#![allow(dead_code)]

use commitlog_tonic_core::proto::{ProduceRequest, Record, log_client::LogClient};
use commitlog_tonic_server::server::{
    app::serve_with_incoming,
    capability::{
        Authorizer,
        acl::{AclAuthorizer, AllowAll},
        membership::StaticMembership,
        memory::MemoryLog,
    },
    service::handler::LogService,
    streaming::StreamOptions,
};
use rcgen::{BasicConstraints, CertificateParams, DistinguishedName, DnType, IsCa, KeyPair};
use std::{net::SocketAddr, sync::Arc, time::Duration};
use tokio::{net::TcpListener, sync::oneshot, task::JoinHandle};
use tokio_stream::wrappers::TcpListenerStream;
use tonic::transport::{Certificate, Channel, ClientTlsConfig, Identity, ServerTlsConfig};

pub const DRAIN_TIMEOUT: Duration = Duration::from_secs(2);

pub struct TestServer {
    pub addr: SocketAddr,
    shutdown: Option<oneshot::Sender<()>>,
    handle: JoinHandle<anyhow::Result<()>>,
}

impl TestServer {
    /// Serves `service` with the full pipeline on an ephemeral port.
    pub async fn start(service: LogService, tls: Option<ServerTlsConfig>) -> Self {
        let listener = TcpListener::bind("127.0.0.1:0").await.expect("bind");
        let addr = listener.local_addr().expect("addr");
        let (tx, rx) = oneshot::channel::<()>();

        let handle = tokio::spawn(serve_with_incoming(
            service,
            tls,
            TcpListenerStream::new(listener),
            async {
                let _ = rx.await;
            },
            DRAIN_TIMEOUT,
        ));

        Self {
            addr,
            shutdown: Some(tx),
            handle,
        }
    }

    /// Signals shutdown and waits for the server to exit.
    pub async fn stop(mut self) {
        if let Some(tx) = self.shutdown.take() {
            let _ = tx.send(());
        }
        tokio::time::timeout(Duration::from_secs(10), &mut self.handle)
            .await
            .expect("server did not shut down")
            .expect("server task panicked")
            .expect("server failed");
    }
}

/// A service over an in-memory log. `None` permits everything.
pub fn service(policy: Option<&str>) -> LogService {
    let authorizer: Arc<dyn Authorizer> = match policy {
        Some(policy) => Arc::new(AclAuthorizer::parse(policy).expect("policy")),
        None => Arc::new(AllowAll),
    };
    LogService::new(
        Arc::new(MemoryLog::new()),
        authorizer,
        Arc::new(StaticMembership::new(
            "node-0",
            "127.0.0.1:8400",
            &[("node-1".to_owned(), "127.0.0.1:8401".to_owned())],
        )),
        StreamOptions::default(),
    )
}

pub async fn plaintext_client(addr: SocketAddr) -> LogClient<Channel> {
    LogClient::connect(format!("http://{addr}"))
        .await
        .expect("connect")
}

pub fn produce_req(value: &'static str) -> ProduceRequest {
    ProduceRequest {
        record: Some(Record {
            value: value.into(),
            offset: 0,
        }),
    }
}

pub struct TestPki {
    pub server_cert_pem: String,
    pub server_key_pem: String,
    pub ca_cert_pem: String,
    ca_cert: rcgen::Certificate,
    ca_key: KeyPair,
}

impl TestPki {
    pub fn generate() -> Self {
        let mut ca_dn = DistinguishedName::new();
        ca_dn.push(DnType::CommonName, "commitlog-test-ca");
        let mut ca_params = CertificateParams::default();
        ca_params.distinguished_name = ca_dn;
        ca_params.is_ca = IsCa::Ca(BasicConstraints::Unconstrained);
        let ca_key = KeyPair::generate().expect("ca key");
        let ca_cert = ca_params.self_signed(&ca_key).expect("ca cert");

        let mut server_dn = DistinguishedName::new();
        server_dn.push(DnType::CommonName, "localhost");
        let mut server_params =
            CertificateParams::new(vec!["localhost".to_owned()]).expect("server params");
        server_params.distinguished_name = server_dn;
        let server_key = KeyPair::generate().expect("server key");
        let server_cert = server_params
            .signed_by(&server_key, &ca_cert, &ca_key)
            .expect("server cert");

        Self {
            server_cert_pem: server_cert.pem(),
            server_key_pem: server_key.serialize_pem(),
            ca_cert_pem: ca_cert.pem(),
            ca_cert,
            ca_key,
        }
    }

    /// Issues a client certificate with the given Common Name.
    pub fn client_identity(&self, common_name: &str) -> Identity {
        let mut dn = DistinguishedName::new();
        dn.push(DnType::CommonName, common_name);
        let mut params = CertificateParams::new(Vec::<String>::new()).expect("client params");
        params.distinguished_name = dn;
        let key = KeyPair::generate().expect("client key");
        let cert = params
            .signed_by(&key, &self.ca_cert, &self.ca_key)
            .expect("client cert");
        Identity::from_pem(cert.pem(), key.serialize_pem())
    }

    pub fn server_tls(&self, client_auth_optional: bool) -> ServerTlsConfig {
        ServerTlsConfig::new()
            .identity(Identity::from_pem(
                self.server_cert_pem.clone(),
                self.server_key_pem.clone(),
            ))
            .client_ca_root(Certificate::from_pem(self.ca_cert_pem.clone()))
            .client_auth_optional(client_auth_optional)
    }

    pub fn client_tls(&self, identity: Option<Identity>) -> ClientTlsConfig {
        let config = ClientTlsConfig::new()
            .ca_certificate(Certificate::from_pem(self.ca_cert_pem.clone()))
            .domain_name("localhost");
        match identity {
            Some(identity) => config.identity(identity),
            None => config,
        }
    }
}

pub async fn tls_client(
    addr: SocketAddr,
    tls: ClientTlsConfig,
) -> Result<LogClient<Channel>, tonic::transport::Error> {
    let channel = Channel::from_shared(format!("https://{addr}"))
        .expect("endpoint")
        .tls_config(tls)?
        .connect()
        .await?;
    Ok(LogClient::new(channel))
}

--------------------------------------------------

— Exercise —
Copy the records above exactly as they appear.

— Response box —
#![allow(dead_code)]

use commitlog_tonic_core::proto::{ProduceRequest, Record, log_client::LogClient};
use commitlog_tonic_server::server::{
    app::serve_with_incoming,
    capability::{
        Authorizer,
        acl::{AclAuthorizer, AllowAll},
        membership::StaticMembership,
        memory::MemoryLog,
    },
    service::handler::LogService,
    streaming::StreamOptions,
};
use rcgen::{BasicConstraints, CertificateParams, DistinguishedName, DnType, IsCa, KeyPair};
use std::{net::SocketAddr, sync::Arc, time::Duration};
use tokio::{net::TcpListener, sync::oneshot, task::JoinHandle};
use tokio_stream::wrappers::TcpListenerStream;
use tonic::transport::{Certificate, Channel, ClientTlsConfig, Identity, ServerTlsConfig};

pub const DRAIN_TIMEOUT: Duration = Duration::from_secs(2);

pub struct TestServer {
    pub addr: SocketAddr,
    shutdown: Option<oneshot::Sender<()>>,
    handle: JoinHandle<anyhow::Result<()>>,
}

impl TestServer {
    /// Serves `service` with the full pipeline on an ephemeral port.
    pub async fn start(service: LogService, tls: Option<ServerTlsConfig>) -> Self {
        let listener = TcpListener::bind("127.0.0.1:0").await.expect("bind");
        let addr = listener.local_addr().expect("addr");
        let (tx, rx) = oneshot::channel::<()>();

        let handle = tokio::spawn(serve_with_incoming(
            service,
            tls,
            TcpListenerStream::new(listener),
            async {
                let _ = rx.await;
            },
            DRAIN_TIMEOUT,
        ));

        Self {
            addr,
            shutdown: Some(tx),
            handle,
        }
    }

    /// Signals shutdown and waits for the server to exit.
    pub async fn stop(mut self) {
        if let Some(tx) = self.shutdown.take() {
            let _ = tx.send(());
        }
        tokio::time::timeout(Duration::from_secs(10), &mut self.handle)
            .await
            .expect("server did not shut down")
            .expect("server task panicked")
            .expect("server failed");
    }
}

/// A service over an in-memory log. `None` permits everything.
pub fn service(policy: Option<&str>) -> LogService {
    let authorizer: Arc<dyn Authorizer> = match policy {
        Some(policy) => Arc::new(AclAuthorizer::parse(policy).expect("policy")),
        None => Arc::new(AllowAll),
    };
    LogService::new(
        Arc::new(MemoryLog::new()),
        authorizer,
        Arc::new(StaticMembership::new(
            "node-0",
            "127.0.0.1:8400",
            &[("node-1".to_owned(), "127.0.0.1:8401".to_owned())],
        )),
        StreamOptions::default(),
    )
}

pub async fn plaintext_client(addr: SocketAddr) -> LogClient<Channel> {
    LogClient::connect(format!("http://{addr}"))
        .await
        .expect("connect")
}

pub fn produce_req(value: &'static str) -> ProduceRequest {
    ProduceRequest {
        record: Some(Record {
            value: value.into(),
            offset: 0,
        }),
    }
}

pub struct TestPki {
    pub server_cert_pem: String,
    pub server_key_pem: String,
    pub ca_cert_pem: String,
    ca_cert: rcgen::Certificate,
    ca_key: KeyPair,
}

impl TestPki {
    pub fn generate() -> Self {
        let mut ca_dn = DistinguishedName::new();
        ca_dn.push(DnType::CommonName, "commitlog-test-ca");
        let mut ca_params = CertificateParams::default();
        ca_params.distinguished_name = ca_dn;
        ca_params.is_ca = IsCa::Ca(BasicConstraints::Unconstrained);
        let ca_key = KeyPair::generate().expect("ca key");
        let ca_cert = ca_params.self_signed(&ca_key).expect("ca cert");

        let mut server_dn = DistinguishedName::new();
        server_dn.push(DnType::CommonName, "localhost");
        let mut server_params =
            CertificateParams::new(vec!["localhost".to_owned()]).expect("server params");
        server_params.distinguished_name = server_dn;
        let server_key = KeyPair::generate().expect("server key");
        let server_cert = server_params
            .signed_by(&server_key, &ca_cert, &ca_key)
            .expect("server cert");

        Self {
            server_cert_pem: server_cert.pem(),
            server_key_pem: server_key.serialize_pem(),
            ca_cert_pem: ca_cert.pem(),
            ca_cert,
            ca_key,
        }
    }

    /// Issues a client certificate with the given Common Name.
    pub fn client_identity(&self, common_name: &str) -> Identity {
        let mut dn = DistinguishedName::new();
        dn.push(DnType::CommonName, common_name);
        let mut params = CertificateParams::new(Vec::<String>::new()).expect("client params");
        params.distinguished_name = dn;
        let key = KeyPair::generate().expect("client key");
        let cert = params
            .signed_by(&key, &self.ca_cert, &self.ca_key)
            .expect("client cert");
        Identity::from_pem(cert.pem(), key.serialize_pem())
    }

    pub fn server_tls(&self, client_auth_optional: bool) -> ServerTlsConfig {
        ServerTlsConfig::new()
            .identity(Identity::from_pem(
                self.server_cert_pem.clone(),
                self.server_key_pem.clone(),
            ))
            .client_ca_root(Certificate::from_pem(self.ca_cert_pem.clone()))
            .client_auth_optional(client_auth_optional)
    }

    pub fn client_tls(&self, identity: Option<Identity>) -> ClientTlsConfig {
        let config = ClientTlsConfig::new()
            .ca_certificate(Certificate::from_pem(self.ca_cert_pem.clone()))
            .domain_name("localhost");
        match identity {
            Some(identity) => config.identity(identity),
            None => config,
        }
    }
}

pub async fn tls_client(
    addr: SocketAddr,
    tls: ClientTlsConfig,
) -> Result<LogClient<Channel>, tonic::transport::Error> {
    let channel = Channel::from_shared(format!("https://{addr}"))
        .expect("endpoint")
        .tls_config(tls)?
        .connect()
        .await?;
    Ok(LogClient::new(channel))
}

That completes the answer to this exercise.